The Italian government said the European Union should set up refugee camps in countries bordering with Libya to stop asylum seekers before they reach Mediterranean shores, as a way of resolving the current migrant crisis.
Prime Minister Matteo Renzi told lawmakers in Rome that asylum requests should be processed in dedicated structures managed by the EU, with UN assistance in Tunisia, Niger and Sudan.
"We are asking Europe to be Europe, not just when it's time to devise a budget," he said.
Italian Defence Minister Roberta Pinotti added that a coordinated military effort against human smugglers must also be launched to stop the deadly flow.
"We know where the smugglers keep their boats, where they gather," Pinotti told Sky TG24 TV. "The plans for military intervention are there."
Rome is to suggest those measures are taken at an EU leaders' emergency summit in Brussels tomorrow (23 April).

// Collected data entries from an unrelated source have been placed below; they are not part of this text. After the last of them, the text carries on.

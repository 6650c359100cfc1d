// Copyright 2017 Matthew Plant. This file is part of PDFEM.
//
// PDFEM is free software: you can redistribute it and/or modify
// it under the terms of the GNU Lesser General Public License as published by
// the Free Software Foundation, either version 3 of the License, or
// (at your option) any later version.
//
// PDFEM is distributed in the hope that it will be useful,
// but WITHOUT ANY WARRANTY; without even the implied warranty of
// MERCHANTABILITY or FITNESS FOR A PARTICULAR PURPOSE.  See the
// GNU Lesser General Public License for more details.
//
// You should have received a copy of the GNU Lesser General Public License
// along with PDFEM. If not, see <http://www.gnu.org/licenses/>.

use cgmath::{Matrix3, SquareMatrix, Vector3};

use crate::error::{Error, Result};
use crate::fem::FemObject;
use crate::geom::Real;
use crate::linalg::{Matrix, Vector};

/// Linearization of a deformable object around one boundary node:
///
/// ```text
/// x' = A (x - state_bias) + B u
/// f  = C (x - state_bias) + D u + output_bias
/// ```
///
/// where `x` stacks the node's position and velocity, `u` is a force applied
/// at the node and `f` is the reaction force felt by the device.
#[derive(Clone, Debug)]
pub struct HapticModel {
    pub node: usize,
    pub a: Matrix,
    pub b: Matrix,
    pub c: Matrix,
    pub d: Matrix,
    pub state_bias: Vector,
    pub output_bias: Vector,
    /// Outward surface normal at the node.
    pub normal: Vector3<Real>,
    /// Pseudo-inverse of the node's stiffness block.
    pub compliance: Matrix,
}

impl HapticModel {
    pub fn derivative(&self, state: &Vector, input: &Vector) -> Result<Vector> {
        let dx = state.sub(&self.state_bias)?;
        self.a.mul_vector(&dx)?.add(&self.b.mul_vector(input)?)
    }

    pub fn output(&self, state: &Vector, input: &Vector) -> Result<Vector> {
        let dx = state.sub(&self.state_bias)?;
        self.c
            .mul_vector(&dx)?
            .add(&self.d.mul_vector(input)?)?
            .add(&self.output_bias)
    }
}

impl FemObject {
    /// Builds the haptic model of global node `node`, which must lie on the
    /// boundary, from the current state.
    pub fn haptic_model(&mut self, node: usize) -> Result<HapticModel> {
        let local = self
            .boundary
            .local_index(node)
            .ok_or(Error::NotBoundaryNode(node))?;
        let (k, damping) = self.node_tangents(node)?;
        let inv_m = 1.0 / self.mass(node);
        let id = Matrix3::identity();

        let mut a = Matrix::zeros(6, 6);
        a.set_block(0, 3, &id)?;
        a.set_block(3, 0, &(k * -inv_m))?;
        a.set_block(3, 3, &(damping * -inv_m))?;

        let mut b = Matrix::zeros(6, 3);
        b.set_block(3, 0, &(id * inv_m))?;

        let mut c = Matrix::zeros(3, 6);
        c.set_block(0, 0, &(-k))?;
        c.set_block(0, 3, &(-damping))?;

        let p = self.positions()[node];
        let v = self.velocities()[node];
        let state_bias = Vector::from_slice(&[p.x, p.y, p.z, v.x, v.y, v.z]);
        let output_bias = Vector::from_vector3(self.net_forces()[node]);
        let compliance = Matrix::from_matrix3(&k).pseudo_inverse()?;

        Ok(HapticModel {
            node,
            a,
            b,
            c,
            d: Matrix::zeros(3, 3),
            state_bias,
            output_bias,
            normal: self.boundary.surface.verts[local].n,
            compliance,
        })
    }
}

#[cfg(test)]
mod tests {
    mod models {
        use approx::assert_relative_eq;
        use cgmath::{InnerSpace, Vector3};
        use crate::error::Error;
        use crate::fem::{FemObject, LoadData, Material};
        use crate::geom::Transform;
        use crate::linalg::{Matrix, Vector};

        fn tet() -> FemObject {
            let data = LoadData {
                nodes: vec![
                    Vector3::new(0.0, 0.0, 0.0),
                    Vector3::new(1.0, 0.0, 0.0),
                    Vector3::new(0.0, 0.0, 1.0),
                    Vector3::new(0.0, 1.0, 0.0),
                ],
                tets: vec![[0, 1, 2, 3]],
                faces: Vec::new(),
                fixed: vec![0, 1, 2],
            };
            let material = Material {
                mu: 1e4,
                lambda: 1e4,
                nu: 2e3,
                phi: 2e3,
                ..Material::default()
            };
            FemObject::from_load_data("tet", &data, material, &Transform::default()).unwrap()
        }

        #[test]
        fn test_shapes_and_compliance() {
            let mut obj = tet();
            let model = obj.haptic_model(3).unwrap();
            assert_eq!(model.a.shape(), (6, 6));
            assert_eq!(model.b.shape(), (6, 3));
            assert_eq!(model.c.shape(), (3, 6));
            assert_eq!(model.d.shape(), (3, 3));
            assert_eq!(model.state_bias.len(), 6);
            assert_relative_eq!(model.normal.magnitude(), 1.0, epsilon = 1e-12);

            let k = Matrix::from_matrix3(&model.c.block3(0, 0).unwrap()).scale(-1.0);
            let prod = model.compliance.mul(&k).unwrap();
            let id = Matrix::identity(3);
            for i in 0..3 {
                for j in 0..3 {
                    assert_relative_eq!(prod[(i, j)], id[(i, j)], epsilon = 1e-6);
                }
            }
        }

        #[test]
        fn test_vertical_stiffness() {
            let mut obj = tet();
            let model = obj.haptic_model(3).unwrap();
            // Gravity is off and the object is at rest.
            for i in 0..3 {
                assert_relative_eq!(model.output_bias[i], 0.0, epsilon = 1e-9);
            }
            let mut pushed = model.state_bias.as_slice().to_vec();
            pushed[1] -= 1e-3;
            let f = model
                .output(&Vector::from_slice(&pushed), &Vector::zeros(3))
                .unwrap();
            // k_yy = V (lambda + 2 mu)
            assert_relative_eq!(f[1], 5.0, epsilon = 1e-3);
            assert_relative_eq!(f[0], 0.0, epsilon = 1e-6);

            let accel = model
                .derivative(&model.state_bias, &Vector::from_slice(&[0.0, 0.0, 1.0]))
                .unwrap();
            assert_relative_eq!(accel[5], 1.0 / obj.mass(3), epsilon = 1e-12);
            assert_relative_eq!(accel[0], 0.0, epsilon = 1e-12);
        }

        #[test]
        fn test_interior_node_rejected() {
            let data = LoadData {
                nodes: vec![
                    Vector3::new(0.0, 0.0, 0.0),
                    Vector3::new(1.0, 0.0, 0.0),
                    Vector3::new(0.0, 1.0, 0.0),
                    Vector3::new(0.0, 0.0, 1.0),
                    Vector3::new(0.2, 0.2, 0.2),
                ],
                tets: vec![[4, 1, 2, 3], [0, 4, 2, 3], [0, 1, 4, 3], [0, 1, 2, 4]],
                faces: Vec::new(),
                fixed: Vec::new(),
            };
            let mut obj = FemObject::from_load_data("split", &data, Material::default(), &Transform::default()).unwrap();
            assert!(matches!(obj.haptic_model(4), Err(Error::NotBoundaryNode(4))));
            assert!(obj.haptic_model(0).is_ok());
        }
    }
}
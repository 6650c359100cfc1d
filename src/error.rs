// Copyright 2017 Matthew Plant. This file is part of PDFEM.
//
// PDFEM is free software: you can redistribute it and/or modify
// it under the terms of the GNU Lesser General Public License as published by
// the Free Software Foundation, either version 3 of the License, or
// (at your option) any later version.
//
// PDFEM is distributed in the hope that it will be useful,
// but WITHOUT ANY WARRANTY; without even the implied warranty of
// MERCHANTABILITY or FITNESS FOR A PARTICULAR PURPOSE.  See the
// GNU Lesser General Public License for more details.
//
// You should have received a copy of the GNU Lesser General Public License
// along with PDFEM. If not, see <http://www.gnu.org/licenses/>.

//! Error types for loading, linear algebra and simulation setup.
//!
//! Runtime stepping never fails: degenerate geometry and empty sample sets
//! produce zero contributions instead. Errors are reserved for malformed input
//! and ill-posed numerical requests.

use thiserror::Error;

/// Errors that can occur while building or querying a simulation.
#[derive(Debug, Error)]
pub enum Error {
    /// Matrix or vector operands have incompatible shapes.
    #[error("dimension mismatch: expected {expected:?}, found {found:?}")]
    DimensionMismatch {
        expected: (usize, usize),
        found: (usize, usize),
    },

    /// Inversion of a (numerically) singular matrix was requested.
    #[error("matrix is singular")]
    Singular,

    /// An index referenced something that does not exist.
    #[error("{what} index {index} out of range (len {len})")]
    IndexOutOfRange {
        what: &'static str,
        index: usize,
        len: usize,
    },

    /// Parallel arrays of input data disagree in length.
    #[error("mismatched counts: {0}")]
    MismatchedCounts(String),

    /// A tetrahedron with (near) zero volume.
    #[error("element {0} is degenerate")]
    DegenerateElement(usize),

    /// A node that no element references has no mass.
    #[error("node {0} is not referenced by any element")]
    IsolatedNode(usize),

    /// Boundary conditions can only be attached to surface nodes.
    #[error("node {0} is not on the boundary")]
    NotBoundaryNode(usize),

    /// Integer tag that does not name a boundary condition type.
    #[error("unknown boundary condition type {0}")]
    UnknownBoundaryType(i32),

    /// Material parameters outside their physical range.
    #[error("invalid material: {0}")]
    InvalidMaterial(String),

    /// A configuration value outside its valid range.
    #[error("invalid configuration: {0}")]
    InvalidConfig(String),

    /// Malformed text in a matrix file.
    #[error("parse error: {0}")]
    Parse(String),

    /// A numerical routine failed to produce a result.
    #[error("numerical failure: {0}")]
    Numerical(String),

    #[error(transparent)]
    Io(#[from] std::io::Error),
}

impl Error {
    /// Creates a dimension mismatch error.
    pub fn dimension_mismatch(expected: (usize, usize), found: (usize, usize)) -> Self {
        Self::DimensionMismatch { expected, found }
    }

    /// Creates an out-of-range index error.
    pub fn out_of_range(what: &'static str, index: usize, len: usize) -> Self {
        Self::IndexOutOfRange { what, index, len }
    }

    /// Creates a mismatched counts error.
    pub fn mismatched(msg: impl Into<String>) -> Self {
        Self::MismatchedCounts(msg.into())
    }

    /// Creates an invalid material error.
    pub fn invalid_material(msg: impl Into<String>) -> Self {
        Self::InvalidMaterial(msg.into())
    }

    /// Creates a parse error.
    pub fn parse(msg: impl Into<String>) -> Self {
        Self::Parse(msg.into())
    }
}

/// Result type for fallible operations in this crate.
pub type Result<T> = std::result::Result<T, Error>;

#[cfg(test)]
mod tests {
    mod error {
        use crate::error::Error;

        #[test]
        fn test_display() {
            let e = Error::dimension_mismatch((3, 3), (3, 4));
            assert_eq!(e.to_string(), "dimension mismatch: expected (3, 3), found (3, 4)");

            let e = Error::out_of_range("vertex", 7, 4);
            assert_eq!(e.to_string(), "vertex index 7 out of range (len 4)");

            let e = Error::UnknownBoundaryType(5);
            assert!(e.to_string().contains('5'));
        }

        #[test]
        fn test_io_conversion() {
            let io = std::io::Error::new(std::io::ErrorKind::NotFound, "missing");
            let e: Error = io.into();
            assert!(matches!(e, Error::Io(_)));
        }
    }
}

The meeting was called after up to 950 would-be-refugees died in a single incident at the weekend, as their boat crashed with a rescue vessel and capsized off Libya.

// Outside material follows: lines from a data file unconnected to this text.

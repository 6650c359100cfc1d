// Copyright 2017 Matthew Plant. This file is part of PDFEM.
//
// PDFEM is free software: you can redistribute it and/or modify
// it under the terms of the GNU Lesser General Public License as published by
// the Free Software Foundation, either version 3 of the License, or
// (at your option) any later version.
//
// PDFEM is distributed in the hope that it will be useful,
// but WITHOUT ANY WARRANTY; without even the implied warranty of
// MERCHANTABILITY or FITNESS FOR A PARTICULAR PURPOSE.  See the
// GNU Lesser General Public License for more details.
//
// You should have received a copy of the GNU Lesser General Public License
// along with PDFEM. If not, see <http://www.gnu.org/licenses/>.

use std::ops::Add;

use cgmath::{Vector3, Zero};
use serde::{Deserialize, Serialize};

use crate::geom::{Real, Triangle};

/// A type that can be tested for overlap against `RHS`. Touching counts as
/// overlapping.
pub trait Overlaps<RHS> {
    fn overlaps(&self, rhs: &RHS) -> bool;
}

/// A type that can overlap and be combined with one another.
pub trait Bound: Copy + Add<Real, Output = Self> + Overlaps<Self> {
    /// Produce a bound that encloses the two arguments.
    fn combine(a: &Self, b: &Self) -> Self;

    /// Return a measure of the area of the object.
    fn surface_area(&self) -> Real;
}

/// A type that can be decomposed into a bound.
pub trait BoundedBy<B: Bound> {
    fn bounds(&self) -> B;
}

/// All geometries that satisfy Bound are bounded by themselves.
impl<B: Bound> BoundedBy<B> for B {
    #[inline(always)]
    fn bounds(&self) -> B {
        *self
    }
}

/// Axis Aligned Bounding Boxes are closed boxes aligned to the axes of the
/// coordinate system, described by a center and three half widths.
#[derive(Copy, Clone, Debug, PartialEq, Serialize, Deserialize)]
pub struct AABB {
    pub c: Vector3<Real>,
    pub r: Vector3<Real>,
}

impl AABB {
    /// A degenerate box at the origin.
    pub fn empty() -> Self {
        AABB {
            c: Vector3::zero(),
            r: Vector3::zero(),
        }
    }

    pub fn from_min_max(min: Vector3<Real>, max: Vector3<Real>) -> Self {
        AABB {
            c: (min + max) / 2.0,
            r: (max - min) / 2.0,
        }
    }

    /// The tightest box around `points`, or `None` if there are none.
    pub fn from_points<I: IntoIterator<Item = Vector3<Real>>>(points: I) -> Option<Self> {
        let mut iter = points.into_iter();
        let first = iter.next()?;
        let (min, max) = iter.fold((first, first), |(lo, hi), p| {
            (
                Vector3::new(lo.x.min(p.x), lo.y.min(p.y), lo.z.min(p.z)),
                Vector3::new(hi.x.max(p.x), hi.y.max(p.y), hi.z.max(p.z)),
            )
        });
        Some(AABB::from_min_max(min, max))
    }

    #[inline]
    pub fn min(&self) -> Vector3<Real> {
        self.c - self.r
    }

    #[inline]
    pub fn max(&self) -> Vector3<Real> {
        self.c + self.r
    }

    pub fn contains_point(&self, p: &Vector3<Real>) -> bool {
        (self.c.x - p.x).abs() <= self.r.x
            && (self.c.y - p.y).abs() <= self.r.y
            && (self.c.z - p.z).abs() <= self.r.z
    }
}

impl Add<Real> for AABB {
    type Output = Self;

    /// Extend AABB
    fn add(self, s: Real) -> AABB {
        AABB {
            r: self.r + Vector3::new(s, s, s),
            ..self
        }
    }
}

impl Overlaps<AABB> for AABB {
    fn overlaps(&self, rhs: &AABB) -> bool {
        (self.c.x - rhs.c.x).abs() <= self.r.x + rhs.r.x
            && (self.c.y - rhs.c.y).abs() <= self.r.y + rhs.r.y
            && (self.c.z - rhs.c.z).abs() <= self.r.z + rhs.r.z
    }
}

impl Bound for AABB {
    /// The smallest box enclosing both arguments.
    fn combine(a: &AABB, b: &AABB) -> AABB {
        let (amin, amax) = (a.min(), a.max());
        let (bmin, bmax) = (b.min(), b.max());
        let lower = Vector3::new(amin.x.min(bmin.x), amin.y.min(bmin.y), amin.z.min(bmin.z));
        let upper = Vector3::new(amax.x.max(bmax.x), amax.y.max(bmax.y), amax.z.max(bmax.z));
        let combined = AABB::from_min_max(lower, upper);
        debug_assert!(combined.r.x >= 0.0 && combined.r.y >= 0.0 && combined.r.z >= 0.0);
        combined
    }

    fn surface_area(&self) -> Real {
        self.r.x * self.r.y + self.r.y * self.r.z + self.r.z * self.r.x
    }
}

impl BoundedBy<AABB> for Triangle {
    /// Exact extent of the three corners. Degenerate triangles yield flat or
    /// zero-volume boxes.
    fn bounds(&self) -> AABB {
        let min = Vector3::new(
            self.a.x.min(self.b.x).min(self.c.x),
            self.a.y.min(self.b.y).min(self.c.y),
            self.a.z.min(self.b.z).min(self.c.z),
        );
        let max = Vector3::new(
            self.a.x.max(self.b.x).max(self.c.x),
            self.a.y.max(self.b.y).max(self.c.y),
            self.a.z.max(self.b.z).max(self.c.z),
        );
        AABB::from_min_max(min, max)
    }
}

#[cfg(test)]
mod tests {
    mod aabbs {
        use cgmath::Vector3;
        use crate::bounds::{Bound, BoundedBy, Overlaps, AABB};
        use crate::geom::Triangle;

        #[test]
        fn test_combine() {
            let a = AABB::from_min_max(Vector3::new(0.0, 0.0, 0.0), Vector3::new(1.0, 1.0, 1.0));
            let b = AABB::from_min_max(Vector3::new(2.0, -1.0, 0.5), Vector3::new(3.0, 0.5, 0.75));
            let c = AABB::combine(&a, &b);
            assert_eq!(c.min(), Vector3::new(0.0, -1.0, 0.0));
            assert_eq!(c.max(), Vector3::new(3.0, 1.0, 1.0));
            assert!(c.overlaps(&a) && c.overlaps(&b));
            assert!(!a.overlaps(&b));
        }

        #[test]
        fn test_touching_overlaps() {
            let a = AABB::from_min_max(Vector3::new(0.0, 0.0, 0.0), Vector3::new(1.0, 1.0, 1.0));
            let b = AABB::from_min_max(Vector3::new(1.0, 0.0, 0.0), Vector3::new(2.0, 1.0, 1.0));
            assert!(a.overlaps(&b));
            let apart = AABB::from_min_max(Vector3::new(1.5, 0.0, 0.0), Vector3::new(2.0, 1.0, 1.0));
            assert!(!a.overlaps(&apart));
            assert!(a.overlaps(&(apart + 0.5)));
        }

        #[test]
        fn test_triangle_bounds() {
            let t = Triangle {
                a: Vector3::new(0.0, 0.0, 0.0),
                b: Vector3::new(2.0, 1.0, 0.0),
                c: Vector3::new(-1.0, 3.0, 0.0),
            };
            let b: AABB = t.bounds();
            assert_eq!(b.min(), Vector3::new(-1.0, 0.0, 0.0));
            assert_eq!(b.max(), Vector3::new(2.0, 3.0, 0.0));
            for p in [t.a, t.b, t.c].iter() {
                assert!(b.contains_point(p));
            }
        }
    }
}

"We think it's the moment in which Europe decides, forcefully, to have an international police operation, which will undo this band of criminals," Pinotti said.
According to estimates, more than 200,000 migrants have successfully reached Europe via boat over the past 15 months. Another 5,000 are believed to have died trying, of which 1,700 perished in the first four months of 2015 only.
In March, the European Union's border agency chief warned up to one million migrants are expected to attempt crossing the Mediterranean from Libya before the end of 2015.
In the latest arrival, more than 440 Syrian, Eritrean, Palestinian and Sudanese migrants were taken by an Italian navy ship to the Sicilian port of Augusta this morning, after their vessel was rescued off the coast of Calabria.
Greece, which with Italy is a main arrival destination for migrants dreaming of a better life in Europe, also urged northern EU governments to do more to help their southern allies cope with the inflow.
Deputy Defence Minister Kostas Isichos told the BBC Europe "great powers" must help more in the rescue and shelter of asylum seekers. For many, in fact, southern Europe is just a gateway to reach other countries such as Germany, Sweden and Great Britain.